SEZ Incentives in Mandalika
Designed to be a world-class tourism destination, the Indonesian government has set up long-term benefits for business actors establishing themselves in SEZ territories. And here are some key differences investors should keep in mind when starting a business in Bali or Mandalika:
Land Price Comparison
Aside from long-term business incentives, foreign investors are banking on its land, hoping to reap benefits from the lower land price when it comes to investing in Lombok, compared to Bali.
In developing and developed areas such as Canggu and Seminyak, land prices are estimated to cost approximately Rp600 to 800 million (US$40,000-55,000) per 100 square metres. While outlying land is priced at approximately Rp100 million (US$7,000) per 100 square metres. It is no surprise that Bali has the fastest growth in land prices amongst Indonesia’s archipelago of islands.
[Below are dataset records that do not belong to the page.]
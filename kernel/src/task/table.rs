//! The process table and its lock.
//!
//! One spin lock guards every cross-process invariant: slot claim and
//! release, state transitions, parent links, sleep channels and the pid
//! counter. The lock's payload is only the pid counter; the slots sit
//! beside it so that a slot can be read without the lock (see
//! [`Kernel::procdump`]).

use alloc::string::String;
use alloc::vec::Vec;

use crate::config::NPROC;
use crate::kernel::Kernel;
use crate::sync::{SpinLock, SpinLockGuard};

use super::process::{Pid, ProcState, Slot};

/// Data behind the table lock.
pub struct TableState {
    pub(crate) next_pid: u32,
}

/// Proof that the table lock is held.
pub type TableGuard<'a> = SpinLockGuard<'a, TableState>;

pub struct ProcTable {
    pub(crate) lock: SpinLock<TableState>,
    pub(crate) slots: [Slot; NPROC],
}

impl ProcTable {
    pub fn new() -> Self {
        Self {
            lock: SpinLock::new(TableState { next_pid: 1 }),
            slots: core::array::from_fn(|_| Slot::new()),
        }
    }

    /// Claim the first unused slot as an embryo with a fresh pid.
    pub(crate) fn claim(&self, table: &mut TableGuard<'_>) -> Option<(usize, Pid)> {
        let idx = self.slots.iter().position(|s| s.state() == ProcState::Unused)?;
        let pid = Pid(table.next_pid);
        table.next_pid += 1;
        self.slots[idx].claim(table, pid);
        Some((idx, pid))
    }

    /// Slot of the live process with `pid`.
    pub(crate) fn find(&self, _table: &TableGuard<'_>, pid: Pid) -> Option<usize> {
        self.slots
            .iter()
            .position(|s| s.state() != ProcState::Unused && s.pid() == pid)
    }

    pub fn slot(&self, idx: usize) -> &Slot {
        &self.slots[idx]
    }
}

impl Default for ProcTable {
    fn default() -> Self {
        Self::new()
    }
}

/// One line of the process dump.
#[derive(Debug, Clone, PartialEq, Eq)]
pub struct ProcInfo {
    pub pid: Pid,
    pub state: ProcState,
    pub name: String,
}

impl Kernel {
    /// Snapshot of every non-unused slot, logged one line per process.
    ///
    /// Takes no lock, so it works even when the table looks wedged. The
    /// result may mix values from before and after a concurrent transition.
    pub fn procdump(&self) -> Vec<ProcInfo> {
        let mut out = Vec::new();
        for slot in self.procs.slots.iter() {
            let state = slot.state();
            if state == ProcState::Unused {
                continue;
            }
            let raw = slot.name();
            let len = raw.iter().position(|&b| b == 0).unwrap_or(raw.len());
            let name = String::from_utf8_lossy(&raw[..len]).into_owned();
            klog::info!("{} {} {}", slot.pid(), state.as_str(), name);
            out.push(ProcInfo { pid: slot.pid(), state, name });
        }
        out
    }
}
As “The Sister of Bali”, land prices in Lombok have followed a similar upward trajectory ever since the commencement of the Mandalika Project and the completion of Lombok International Airport. The highest valued land is in Kuta (near Mandalika) where land prices have reached approximately Rp350 million (US$25.000) per 100 square metres –halved, compared to the hot spots of Bali. Land prices in the surrounding areas are still relatively low ranging from Rp115-215 million (US$8,000-15,000) per 100 square metres.
While Bali continues to lure investors with its charms and stability, seasoned and savvy investors are keeping other Indonesian islands and regulatory changes on their radar. While the ease of doing business in Indonesia progresses year-on-year, activities such as buying real estate in Lombok can still be a tedious task.